Of course, many people out there don't own every book and there will certainly be people for whom Ranged Tactics Toolbox may be the only book beyond the core Pathfinder books they own. Such people may well get quite a lot of use out of the book. I think it's important to keep this in mind, and I try to review products from both the perspective of how they work on their own separate from all other products, and how they fit into the larger whole. And that's why I say Ranged Tactics Toolbox isn't a bad book. It certainly has good and interesting things when looked at by itself. It's just that, when viewed as part of the larger whole, it kind of vanishes in the sea of options.

Sunday, 21 February 2016

Iron Gods - Palace of Fallen Stars

One of the things that has really struck me about the Iron Gods Adventure Path is how PC-driven it is.
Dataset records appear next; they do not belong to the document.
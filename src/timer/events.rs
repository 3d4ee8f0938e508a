//! Timer events carried through the bucket topics.
//!
//! Wire format is a JSON object tagged by `type`:
//!
//! ```json
//! {"type": "TIMEOUT", "scheduledAt": 1700000000000, "taskId": "t-1", "transactionId": "tx-1"}
//! ```

use serde::{Deserialize, Serialize};
use std::fmt;

use crate::models::{Task, TaskKey};

#[derive(Debug, Clone, PartialEq, Serialize, Deserialize)]
#[serde(
    tag = "type",
    rename_all = "SCREAMING_SNAKE_CASE",
    rename_all_fields = "camelCase"
)]
pub enum TimerEvent {
    /// Put `task` back on its work queue at `scheduled_at`
    Delay { scheduled_at: i64, task: Task },
    /// The dispatched task must have been acknowledged by `scheduled_at`
    AckTimeout {
        scheduled_at: i64,
        task_id: String,
        transaction_id: String,
    },
    /// The running task must have finished by `scheduled_at`
    Timeout {
        scheduled_at: i64,
        task_id: String,
        transaction_id: String,
    },
    /// Force completion at `scheduled_at` unless the task finished on its own
    Complete {
        scheduled_at: i64,
        task_id: String,
        transaction_id: String,
    },
}

/// Discriminant of a [`TimerEvent`], used in logs and outcomes
#[derive(Debug, Clone, Copy, PartialEq, Eq, Hash)]
pub enum TimerEventKind {
    Delay,
    AckTimeout,
    Timeout,
    Complete,
}

impl fmt::Display for TimerEventKind {
    fn fmt(&self, f: &mut fmt::Formatter<'_>) -> fmt::Result {
        let name = match self {
            Self::Delay => "DELAY",
            Self::AckTimeout => "ACK_TIMEOUT",
            Self::Timeout => "TIMEOUT",
            Self::Complete => "COMPLETE",
        };
        f.write_str(name)
    }
}

impl TimerEvent {
    pub fn delay(task: Task, scheduled_at: i64) -> Self {
        Self::Delay { scheduled_at, task }
    }

    pub fn ack_timeout(key: &TaskKey, scheduled_at: i64) -> Self {
        Self::AckTimeout {
            scheduled_at,
            task_id: key.task_id.clone(),
            transaction_id: key.transaction_id.clone(),
        }
    }

    pub fn timeout(key: &TaskKey, scheduled_at: i64) -> Self {
        Self::Timeout {
            scheduled_at,
            task_id: key.task_id.clone(),
            transaction_id: key.transaction_id.clone(),
        }
    }

    pub fn complete(key: &TaskKey, scheduled_at: i64) -> Self {
        Self::Complete {
            scheduled_at,
            task_id: key.task_id.clone(),
            transaction_id: key.transaction_id.clone(),
        }
    }

    pub fn kind(&self) -> TimerEventKind {
        match self {
            Self::Delay { .. } => TimerEventKind::Delay,
            Self::AckTimeout { .. } => TimerEventKind::AckTimeout,
            Self::Timeout { .. } => TimerEventKind::Timeout,
            Self::Complete { .. } => TimerEventKind::Complete,
        }
    }

    /// Absolute due time in epoch milliseconds
    pub fn scheduled_at(&self) -> i64 {
        match self {
            Self::Delay { scheduled_at, .. }
            | Self::AckTimeout { scheduled_at, .. }
            | Self::Timeout { scheduled_at, .. }
            | Self::Complete { scheduled_at, .. } => *scheduled_at,
        }
    }

    /// Partition key of the event
    pub fn transaction_id(&self) -> &str {
        match self {
            Self::Delay { task, .. } => &task.transaction_id,
            Self::AckTimeout { transaction_id, .. }
            | Self::Timeout { transaction_id, .. }
            | Self::Complete { transaction_id, .. } => transaction_id,
        }
    }

    pub fn task_id(&self) -> &str {
        match self {
            Self::Delay { task, .. } => &task.task_id,
            Self::AckTimeout { task_id, .. }
            | Self::Timeout { task_id, .. }
            | Self::Complete { task_id, .. } => task_id,
        }
    }

    pub fn task_key(&self) -> TaskKey {
        TaskKey::new(self.transaction_id(), self.task_id())
    }

    /// Milliseconds until the event is due; zero or negative means due now
    pub fn remaining_ms(&self, now_ms: i64) -> i64 {
        self.scheduled_at().saturating_sub(now_ms)
    }
}
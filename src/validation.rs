//! Input validation for the watcher
//!
//! Identifier policy for task names and defensive decoding of broker payloads.
//! Payloads arrive as schema-less UTF-8 JSON, so decoding never panics and never
//! propagates a parse error into a consumption loop.

use serde::de::DeserializeOwned;
use thiserror::Error;

use crate::constants::{DEFAULT_TASK_TOPIC_PREFIX, MAX_TOPIC_NAME_LENGTH};

/// Longest task name whose work-queue topic `task.<name>` is still a legal topic name
pub const MAX_TASK_NAME_LENGTH: usize = MAX_TOPIC_NAME_LENGTH - DEFAULT_TASK_TOPIC_PREFIX.len();

/// Reasons a task definition is rejected at registration
#[derive(Debug, Clone, PartialEq, Eq, Error)]
pub enum ValidationError {
    #[error("Invalid task name: {name:?}")]
    InvalidName { name: String },

    #[error("Recovery workflow strategy requires recoveryWorkflow.name and recoveryWorkflow.rev")]
    MissingRecoveryWorkflowConfig,

    #[error("Retry strategy requires retry.limit and retry.delaySecond")]
    MissingRetryConfig,

    #[error("Malformed task definition: {reason}")]
    MalformedDefinition { reason: String },
}

impl ValidationError {
    pub fn invalid_name(name: impl Into<String>) -> Self {
        Self::InvalidName { name: name.into() }
    }

    pub fn malformed(reason: impl std::fmt::Display) -> Self {
        Self::MalformedDefinition {
            reason: reason.to_string(),
        }
    }
}

/// Task names become part of broker topic names, so they follow the broker's
/// topic-name rules: non-empty, ASCII alphanumerics plus `.`, `_` and `-`.
pub fn is_valid_name(name: &str) -> bool {
    !name.is_empty()
        && name.len() <= MAX_TASK_NAME_LENGTH
        && name
            .bytes()
            .all(|b| b.is_ascii_alphanumeric() || matches!(b, b'.' | b'_' | b'-'))
}

/// Decode a JSON payload, falling back to `fallback` when the bytes are not valid
/// JSON for `T`.
pub fn json_try_parse<T: DeserializeOwned>(payload: &[u8], fallback: T) -> T {
    serde_json::from_slice(payload).unwrap_or(fallback)
}
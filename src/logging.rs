//! # Structured Logging Module
//!
//! Environment-aware console logging using the tracing ecosystem. Logs go to
//! stdout; ANSI colors only when stdout is a terminal; JSON lines when
//! `TASK_WATCHER_LOG_FORMAT=json`.
//!
//! The level comes from `RUST_LOG` when set, otherwise from the environment
//! (`TASK_WATCHER_ENV`): `test` and `development` log at debug, `production` at info.

use std::io::IsTerminal;
use std::sync::OnceLock;

use tracing_subscriber::{fmt, layer::SubscriberExt, util::SubscriberInitExt, EnvFilter, Layer};

use crate::state_machine::TaskState;
use crate::timer::TimerEventKind;

static TRACING_INITIALIZED: OnceLock<()> = OnceLock::new();

/// Initialize structured logging once per process
pub fn init_structured_logging() {
    TRACING_INITIALIZED.get_or_init(|| {
        let environment = get_environment();
        let filter = EnvFilter::try_from_default_env()
            .unwrap_or_else(|_| EnvFilter::new(get_log_level(&environment)));
        let json_output = std::env::var("TASK_WATCHER_LOG_FORMAT")
            .map(|v| v.eq_ignore_ascii_case("json"))
            .unwrap_or(false);
        let use_ansi = IsTerminal::is_terminal(&std::io::stdout());

        let console_layer = if json_output {
            fmt::layer()
                .json()
                .with_target(true)
                .with_thread_ids(true)
                .with_filter(filter)
                .boxed()
        } else {
            fmt::layer()
                .with_target(true)
                .with_thread_ids(true)
                .with_level(true)
                .with_ansi(use_ansi)
                .with_filter(filter)
                .boxed()
        };

        if tracing_subscriber::registry()
            .with(console_layer)
            .try_init()
            .is_err()
        {
            tracing::debug!(
                "Global tracing subscriber already initialized - continuing with existing subscriber"
            );
        } else {
            tracing::info!(
                environment = %environment,
                ansi_colors = use_ansi,
                json_output = json_output,
                "Console logging initialized"
            );
        }
    });
}

fn get_environment() -> String {
    std::env::var("TASK_WATCHER_ENV")
        .or_else(|_| std::env::var("APP_ENV"))
        .unwrap_or_else(|_| "development".to_string())
}

fn get_log_level(environment: &str) -> String {
    match environment {
        "test" => "debug".to_string(),
        "development" => "debug".to_string(),
        "production" => "info".to_string(),
        _ => "debug".to_string(),
    }
}

/// Log a timer placed into a bucket
pub fn log_timer_scheduled(
    kind: TimerEventKind,
    task_id: &str,
    transaction_id: &str,
    bucket_seconds: u64,
    remaining_ms: i64,
) {
    tracing::info!(
        kind = %kind,
        task_id = %task_id,
        transaction_id = %transaction_id,
        bucket_seconds = bucket_seconds,
        remaining_ms = remaining_ms,
        "Set next schedule of {task_id} ({kind}) to {remaining_ms}ms"
    );
}

/// Log a status change the state machine refused
pub fn log_transition_rejected(
    task_id: &str,
    transaction_id: &str,
    from: TaskState,
    to: TaskState,
    source: &str,
) {
    tracing::warn!(
        task_id = %task_id,
        transaction_id = %transaction_id,
        from = %from,
        to = %to,
        source = %source,
        "Rejected transition of \"{task_id}\" from {from} to {to}"
    );
}

#[cfg(test)]
mod tests {
    use super::*;

    #[test]
    fn test_log_level_mapping() {
        assert_eq!(get_log_level("test"), "debug");
        assert_eq!(get_log_level("development"), "debug");
        assert_eq!(get_log_level("production"), "info");
        assert_eq!(get_log_level("staging"), "debug");
    }

    #[test]
    fn test_init_is_idempotent() {
        init_structured_logging();
        init_structured_logging();
        log_timer_scheduled(TimerEventKind::Timeout, "t-1", "tx-1", 5, 4_000);
        log_transition_rejected("t-1", "tx-1", TaskState::Scheduled, TaskState::Completed, "test");
    }
}
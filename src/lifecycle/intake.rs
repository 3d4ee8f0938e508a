//! # Task Event Intake
//!
//! One loop over every `task.*` work queue plus the `event` topic. Tasks seen on a
//! work queue are tracked as dispatched; updates seen on the event topic are applied
//! to the ledger. Both paths may schedule timers through the lifecycle scheduler.
//!
//! Commit semantics match the bucket consumers: a record is committed only once it
//! was handled, and a failed publish rewinds its partition.

use std::sync::Arc;
use std::time::{Duration, Instant};

use chrono::Utc;
use tokio::sync::watch;
use tracing::{debug, error, info, warn};
use uuid::Uuid;

use super::scheduler::{DispatchOutcome, TaskLifecycleScheduler, UpdateOutcome};
use crate::config::WatcherConfig;
use crate::error::{WatcherError, WatcherResult};
use crate::messaging::{BatchProgress, BrokerRecord, MessagingResult, SharedGateway, TopicNames};
use crate::models::{Task, TaskUpdate};
use crate::validation::json_try_parse;

const ERROR_BACKOFF: Duration = Duration::from_millis(250);

/// What happened to one intake record
#[derive(Debug, Clone, Copy, PartialEq, Eq)]
pub enum IntakeOutcome {
    Dispatch(DispatchOutcome),
    Update(UpdateOutcome),
    Dropped,
}

/// Counters for one polled batch
#[derive(Debug, Clone, Default, PartialEq, Eq)]
pub struct IntakeReport {
    pub polled: usize,
    pub dispatches: usize,
    pub updates: usize,
    pub rejected: usize,
    pub dropped: usize,
    pub failed: usize,
}

impl IntakeReport {
    fn observe(&mut self, outcome: IntakeOutcome) {
        match outcome {
            IntakeOutcome::Dispatch(DispatchOutcome::Rejected)
            | IntakeOutcome::Update(UpdateOutcome::Rejected) => self.rejected += 1,
            IntakeOutcome::Dispatch(_) => self.dispatches += 1,
            IntakeOutcome::Update(_) => self.updates += 1,
            IntakeOutcome::Dropped => self.dropped += 1,
        }
    }
}

pub struct TaskEventIntake {
    intake_id: Uuid,
    gateway: SharedGateway,
    scheduler: Arc<TaskLifecycleScheduler>,
    topics: TopicNames,
    group_id: String,
    batch_size: usize,
    poll_timeout: Duration,
    refresh_interval: Duration,
    subscribed: Vec<String>,
    last_refresh: Option<Instant>,
}

impl std::fmt::Debug for TaskEventIntake {
    fn fmt(&self, f: &mut std::fmt::Formatter<'_>) -> std::fmt::Result {
        f.debug_struct("TaskEventIntake")
            .field("intake_id", &self.intake_id)
            .field("group_id", &self.group_id)
            .field("subscribed", &self.subscribed)
            .field("provider", &self.gateway.provider_name())
            .finish()
    }
}

impl TaskEventIntake {
    pub fn new(
        gateway: SharedGateway,
        scheduler: Arc<TaskLifecycleScheduler>,
        config: &WatcherConfig,
    ) -> Self {
        let topics = TopicNames::new(&config.topics);
        Self {
            intake_id: Uuid::new_v4(),
            gateway,
            scheduler,
            subscribed: vec![topics.event().to_string()],
            topics,
            group_id: config.broker.group_id.clone(),
            batch_size: config.timer.poll_batch_size.max(1),
            poll_timeout: config.timer.poll_timeout(),
            refresh_interval: config.broker.metadata_refresh_interval(),
            last_refresh: None,
        }
    }

    pub fn intake_id(&self) -> Uuid {
        self.intake_id
    }

    /// Topics consumed by the last poll
    pub fn subscribed(&self) -> &[String] {
        &self.subscribed
    }

    /// Re-read the broker's topic list and subscribe to every task work queue
    pub async fn refresh_topics(&mut self) -> MessagingResult<()> {
        let mut subscribed: Vec<String> = self
            .gateway
            .list_topics()
            .await?
            .into_iter()
            .filter(|topic| self.topics.is_task_topic(topic))
            .collect();
        subscribed.sort();
        subscribed.push(self.topics.event().to_string());

        if subscribed != self.subscribed {
            info!(
                intake_id = %self.intake_id,
                topics = ?subscribed,
                "Task intake subscription changed"
            );
            self.subscribed = subscribed;
        }
        self.last_refresh = Some(Instant::now());
        Ok(())
    }

    fn refresh_due(&self) -> bool {
        self.last_refresh
            .map_or(true, |at| at.elapsed() >= self.refresh_interval)
    }

    /// Decode and apply one record as seen at `now_ms`
    pub fn handle_record(&self, record: &BrokerRecord, now_ms: i64) -> WatcherResult<IntakeOutcome> {
        if record.topic == self.topics.event() {
            let Some(update) = json_try_parse::<Option<TaskUpdate>>(&record.payload, None) else {
                return Ok(self.dropped(record, "task update"));
            };
            return self
                .scheduler
                .on_task_update(&update, now_ms)
                .map(IntakeOutcome::Update);
        }

        let Some(task) = json_try_parse::<Option<Task>>(&record.payload, None) else {
            return Ok(self.dropped(record, "task"));
        };
        self.scheduler
            .on_task_dispatched(task, now_ms)
            .map(IntakeOutcome::Dispatch)
    }

    fn dropped(&self, record: &BrokerRecord, expected: &str) -> IntakeOutcome {
        warn!(
            intake_id = %self.intake_id,
            topic = %record.topic,
            partition = record.partition,
            offset = record.offset,
            expected = expected,
            "Dropping undecodable record"
        );
        IntakeOutcome::Dropped
    }

    /// Poll one batch, apply it and commit what was handled
    pub async fn process_batch(&mut self) -> WatcherResult<IntakeReport> {
        if self.refresh_due() {
            self.refresh_topics().await?;
        }

        let records = self
            .gateway
            .poll(
                &self.group_id,
                &self.subscribed,
                self.batch_size,
                self.poll_timeout,
            )
            .await?;

        let mut report = IntakeReport {
            polled: records.len(),
            ..IntakeReport::default()
        };
        if records.is_empty() {
            return Ok(report);
        }

        let mut progress = BatchProgress::new();
        for record in &records {
            if !progress.should_handle(record) {
                continue;
            }

            match self.handle_record(record, Utc::now().timestamp_millis()) {
                Ok(outcome) => {
                    report.observe(outcome);
                    progress.record_success(record);
                }
                Err(e) => {
                    warn!(
                        intake_id = %self.intake_id,
                        topic = %record.topic,
                        partition = record.partition,
                        offset = record.offset,
                        error = %e,
                        "Task record not handled, will be redelivered"
                    );
                    report.failed += 1;
                    progress.record_failure(record);
                }
            }
        }

        progress.finish(self.gateway.as_ref(), &self.group_id).await?;
        Ok(report)
    }

    /// Run until `shutdown` flips to true
    pub async fn run(mut self, mut shutdown: watch::Receiver<bool>) {
        info!(
            intake_id = %self.intake_id,
            group_id = %self.group_id,
            "Starting task event intake"
        );

        while !*shutdown.borrow() {
            match self.process_batch().await {
                Ok(report) => {
                    if report.polled > 0 {
                        debug!(
                            intake_id = %self.intake_id,
                            polled = report.polled,
                            dispatches = report.dispatches,
                            updates = report.updates,
                            rejected = report.rejected,
                            dropped = report.dropped,
                            failed = report.failed,
                            "Processed task event batch"
                        );
                    }
                }
                Err(e) => {
                    if matches!(&e, WatcherError::Messaging(m) if m.is_retryable()) {
                        warn!(intake_id = %self.intake_id, error = %e, "Task intake cycle failed, retrying");
                    } else {
                        error!(intake_id = %self.intake_id, error = %e, "Task intake cycle failed");
                    }
                    tokio::select! {
                        _ = tokio::time::sleep(ERROR_BACKOFF) => {}
                        _ = shutdown.changed() => {}
                    }
                }
            }
        }

        info!(intake_id = %self.intake_id, "Task event intake stopped");
    }
}

#[cfg(test)]
mod tests {
    use super::*;
    use crate::config::TimerConfig;
    use crate::lifecycle::{TaskDefinitionRegistry, TaskInstanceLedger};
    use crate::messaging::{BrokerGateway, BufferedProducer, InMemoryBroker, ProducerRecord};
    use crate::models::TaskKey;
    use crate::state_machine::TaskState;
    use crate::timer::{DelayBucketRouter, TimerDispatcher};

    struct Fixture {
        broker: Arc<InMemoryBroker>,
        ledger: Arc<TaskInstanceLedger>,
        intake: TaskEventIntake,
    }

    fn fixture() -> Fixture {
        let config = WatcherConfig::default();
        let broker = Arc::new(InMemoryBroker::new().with_default_partitions(1));
        let producer = BufferedProducer::start(broker.clone(), config.producer.clone());
        let router = DelayBucketRouter::from_config(&config.timer).unwrap();
        let dispatcher = Arc::new(TimerDispatcher::new(
            producer,
            Arc::new(router),
            TopicNames::new(&config.topics),
        ));
        let ledger = Arc::new(TaskInstanceLedger::new());
        let scheduler = Arc::new(TaskLifecycleScheduler::new(
            Arc::new(TaskDefinitionRegistry::new()),
            ledger.clone(),
            dispatcher,
            &TimerConfig::default(),
        ));
        let intake = TaskEventIntake::new(broker.clone(), scheduler, &config);
        Fixture {
            broker,
            ledger,
            intake,
        }
    }

    fn task() -> Task {
        Task {
            task_id: "t1".to_string(),
            transaction_id: "tx1".to_string(),
            task_name: "send_email".to_string(),
            ..Task::default()
        }
    }

    #[tokio::test]
    async fn test_dispatch_then_update_applied() {
        let mut fixture = fixture();
        fixture
            .broker
            .produce(&[ProducerRecord::json("task.send_email", "tx1", &task()).unwrap()])
            .await
            .unwrap();

        let report = fixture.intake.process_batch().await.unwrap();
        assert_eq!(report.dispatches, 1);
        assert!(fixture
            .intake
            .subscribed()
            .contains(&"task.send_email".to_string()));

        let key = TaskKey::new("tx1", "t1");
        fixture
            .broker
            .produce(&[
                ProducerRecord::json("event", "tx1", &TaskUpdate::new(&key, TaskState::Inprogress))
                    .unwrap(),
                ProducerRecord::json("event", "tx1", &TaskUpdate::new(&key, TaskState::Scheduled))
                    .unwrap(),
            ])
            .await
            .unwrap();

        let report = fixture.intake.process_batch().await.unwrap();
        assert_eq!(report.updates, 1);
        assert_eq!(report.rejected, 1);
        assert_eq!(fixture.ledger.status(&key), Some(TaskState::Inprogress));
        assert_eq!(fixture.broker.committed_offset("task-watcher", "event", 0), Some(2));
    }

    #[tokio::test]
    async fn test_undecodable_records_dropped_and_committed() {
        let mut fixture = fixture();
        fixture
            .broker
            .produce(&[
                ProducerRecord::new("event", "tx1", b"{\"status\": 7}".to_vec()),
                ProducerRecord::new("event", "tx1", b"garbage".to_vec()),
            ])
            .await
            .unwrap();

        let report = fixture.intake.process_batch().await.unwrap();
        assert_eq!(report.dropped, 2);
        assert_eq!(fixture.broker.committed_offset("task-watcher", "event", 0), Some(2));
    }
}
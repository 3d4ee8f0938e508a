//! # Task Status State Machine
//!
//! A pure decision function over task statuses. Storage of the current status lives
//! in the lifecycle ledger; this module only answers whether a change is legal.

pub mod errors;
pub mod states;
pub mod task_state_machine;

pub use errors::{StateMachineError, StateMachineResult};
pub use states::TaskState;
pub use task_state_machine::TaskStateMachine;
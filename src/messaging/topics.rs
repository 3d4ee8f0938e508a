use crate::config::TopicsConfig;

/// Resolves the watcher's topic names from configuration
#[derive(Debug, Clone, PartialEq, Eq)]
pub struct TopicNames {
    task_prefix: String,
    timer: String,
    event: String,
    command: String,
}

impl TopicNames {
    pub fn new(config: &TopicsConfig) -> Self {
        Self {
            task_prefix: config.task_prefix.clone(),
            timer: config.timer.clone(),
            event: config.event.clone(),
            command: config.command.clone(),
        }
    }

    /// Work queue of one task type
    pub fn task_topic(&self, task_name: &str) -> String {
        format!("{}{}", self.task_prefix, task_name)
    }

    pub fn is_task_topic(&self, topic: &str) -> bool {
        topic.len() > self.task_prefix.len() && topic.starts_with(&self.task_prefix)
    }

    /// Raw timer topic awaiting initial bucket assignment
    pub fn timer(&self) -> &str {
        &self.timer
    }

    /// Bucket topic for a threshold in seconds
    pub fn bucket_topic(&self, threshold_seconds: u64) -> String {
        format!("{}-{}", self.timer, threshold_seconds)
    }

    pub fn event(&self) -> &str {
        &self.event
    }

    pub fn command(&self) -> &str {
        &self.command
    }
}

impl Default for TopicNames {
    fn default() -> Self {
        Self::new(&TopicsConfig::default())
    }
}

#[cfg(test)]
mod tests {
    use super::*;

    #[test]
    fn test_default_names() {
        let names = TopicNames::default();
        assert_eq!(names.task_topic("send_email"), "task.send_email");
        assert_eq!(names.bucket_topic(300), "timer-300");
        assert_eq!(names.timer(), "timer");
        assert_eq!(names.event(), "event");
        assert_eq!(names.command(), "command");
    }

    #[test]
    fn test_task_topic_detection() {
        let names = TopicNames::default();
        assert!(names.is_task_topic("task.send_email"));
        assert!(!names.is_task_topic("task."));
        assert!(!names.is_task_topic("timer-5"));
        assert!(!names.is_task_topic("event"));
    }
}
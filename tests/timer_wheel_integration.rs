//! End-to-end timer wheel behavior over the in-memory broker

use std::sync::Arc;
use std::time::Duration;

use serde_json::json;
use task_watcher::config::WatcherConfig;
use task_watcher::messaging::{BrokerGateway, BrokerMessage, InMemoryBroker, ProducerRecord};
use task_watcher::models::{Command, Task, TaskKey, TaskUpdate};
use task_watcher::state_machine::TaskState;
use task_watcher::timer::TimerEvent;
use task_watcher::watcher::TaskWatcher;

fn test_config() -> WatcherConfig {
    let mut config = WatcherConfig::default();
    config.broker.ready_timeout_ms = 1_000;
    config.broker.metadata_refresh_interval_ms = 20;
    config.timer.delay_buckets_seconds = vec![1, 5];
    config.timer.requeue_pause_ms = 20;
    config.topic_creation.num_partitions = 2;
    config
}

fn task(task_id: &str, timeout_ms: u64) -> Task {
    Task {
        task_id: task_id.to_string(),
        transaction_id: "tx-e2e".to_string(),
        task_name: "send_email".to_string(),
        ack_timeout: 60_000,
        timeout: timeout_ms,
        ..Task::default()
    }
}

async fn wait_for<F>(what: &str, mut condition: F)
where
    F: FnMut() -> bool,
{
    let deadline = tokio::time::Instant::now() + Duration::from_secs(10);
    while !condition() {
        assert!(
            tokio::time::Instant::now() < deadline,
            "timed out waiting for {what}"
        );
        tokio::time::sleep(Duration::from_millis(20)).await;
    }
}

async fn produce_json<T: BrokerMessage>(broker: &InMemoryBroker, topic: &str, value: &T) {
    broker
        .produce(&[ProducerRecord::json(topic, "tx-e2e", value).unwrap()])
        .await
        .unwrap();
}

#[tokio::test]
async fn execution_timeout_fires_through_the_buckets() {
    let broker = Arc::new(InMemoryBroker::new().with_default_partitions(2));
    let watcher = TaskWatcher::start(test_config(), broker.clone())
        .await
        .unwrap();
    watcher
        .registry()
        .register_json(json!({"name": "send_email"}))
        .unwrap();

    let key = TaskKey::new("tx-e2e", "t-timeout");
    produce_json(&broker, "task.send_email", &task("t-timeout", 1_000)).await;
    wait_for("task to be tracked", || {
        watcher.ledger().status(&key) == Some(TaskState::Scheduled)
    })
    .await;

    produce_json(&broker, "event", &TaskUpdate::new(&key, TaskState::Inprogress)).await;
    wait_for("task to time out", || {
        watcher.ledger().status(&key) == Some(TaskState::TimeOut)
    })
    .await;

    let updates: Vec<TaskUpdate> = broker
        .records("event")
        .await
        .iter()
        .filter_map(|record| serde_json::from_slice(&record.payload).ok())
        .collect();
    let timeout_update = updates
        .iter()
        .find(|update| update.status == TaskState::TimeOut)
        .expect("timeout update on the event topic");
    assert!(timeout_update.is_system);
    assert_eq!(timeout_update.key(), key);

    tokio::time::timeout(Duration::from_secs(10), watcher.shutdown())
        .await
        .unwrap()
        .unwrap();
}

#[tokio::test]
async fn completed_task_ignores_its_timeout() {
    let broker = Arc::new(InMemoryBroker::new().with_default_partitions(2));
    let watcher = TaskWatcher::start(test_config(), broker.clone())
        .await
        .unwrap();

    let key = TaskKey::new("tx-e2e", "t-done");
    produce_json(&broker, "task.send_email", &task("t-done", 500)).await;
    wait_for("task to be tracked", || watcher.ledger().status(&key).is_some()).await;

    produce_json(&broker, "event", &TaskUpdate::new(&key, TaskState::Inprogress)).await;
    produce_json(&broker, "event", &TaskUpdate::new(&key, TaskState::Completed)).await;
    wait_for("task to complete", || {
        watcher.ledger().status(&key) == Some(TaskState::Completed)
    })
    .await;

    // Give the timeout timer time to come due and be discarded
    tokio::time::sleep(Duration::from_millis(1_500)).await;
    assert_eq!(watcher.ledger().status(&key), Some(TaskState::Completed));

    let system_updates = broker
        .records("event")
        .await
        .iter()
        .filter_map(|record| serde_json::from_slice::<TaskUpdate>(&record.payload).ok())
        .filter(|update| update.is_system)
        .count();
    assert_eq!(system_updates, 0);

    watcher.shutdown().await.unwrap();
}

#[tokio::test]
async fn overdue_raw_timer_is_promoted_from_the_timer_topic() {
    let broker = Arc::new(InMemoryBroker::new().with_default_partitions(2));
    let watcher = TaskWatcher::start(test_config(), broker.clone())
        .await
        .unwrap();

    // A delayed dispatch for a task the ledger has never seen
    let overdue = chrono::Utc::now().timestamp_millis() - 10;
    let event = TimerEvent::delay(task("t-delayed", 0), overdue);
    produce_json(&broker, "timer", &event).await;

    let deadline = tokio::time::Instant::now() + Duration::from_secs(10);
    while broker.topic_len("command").await == 0 {
        assert!(
            tokio::time::Instant::now() < deadline,
            "timed out waiting for reload command"
        );
        tokio::time::sleep(Duration::from_millis(20)).await;
    }

    let records = broker.records("command").await;
    let command: Command = serde_json::from_slice(&records[0].payload).unwrap();
    assert_eq!(command.transaction_id(), "tx-e2e");

    watcher.shutdown().await.unwrap();
}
A lot of adventures and adventure paths follow the model where an NPC or group of NPCs hires the PCs or otherwise sets them on their path. In an adventure path, these NPCs often continue to reappear from one instalment to the next, helping to guide the PCs to their next destination. Of course, this isn't universally true and the degree to which it occurs varies from one adventure or AP to another. However, it tends to be true to some extent. Alternatively, various events will occur that push or direct PCs along a certain course of action.

With Iron Gods, however, the PCs have had to be mostly self-motivating. They still encounter NPC allies, of course, but these allies don't really direct the PCs in any way. Fires of Creation has an initial set-up to draw the PCs in, but after that, they're pretty much on their own. Each instalment relies on the PCs deciding on their own to head into the next. This is particularly true of Lords of Rust and Valley of the Brain Collectors, but even The Choking Tower, the least sandboxy of this AP so far, still relies on the PCs' self-motivation to get started. The fifth instalment, Palace of Fallen Stars by Tim Hitchcock is also no exception. Of course, by this point, the PCs are probably quite invested in seeing things through to the very end. Motivating themselves shouldn't be that difficult.

Like Lords of Rust and Valley of the Brain Collectors before it, Palace of Fallen Stars is very much a sandbox adventure. How things play out is almost entirely dependent on the actions of the PCs, from the order of events, to their results, to which NPCs live and which die. It's even technically possible to bypass this adventure and jump to the sixth one before coming back and completing this one (albeit, that way would likely be considerably deadlier). The text does a good job of accounting for the many different possibilities and for how NPCs might react, while never forcing any particular path. All in all, it makes for a very good adventure, one that's going to be very different for every group that plays it.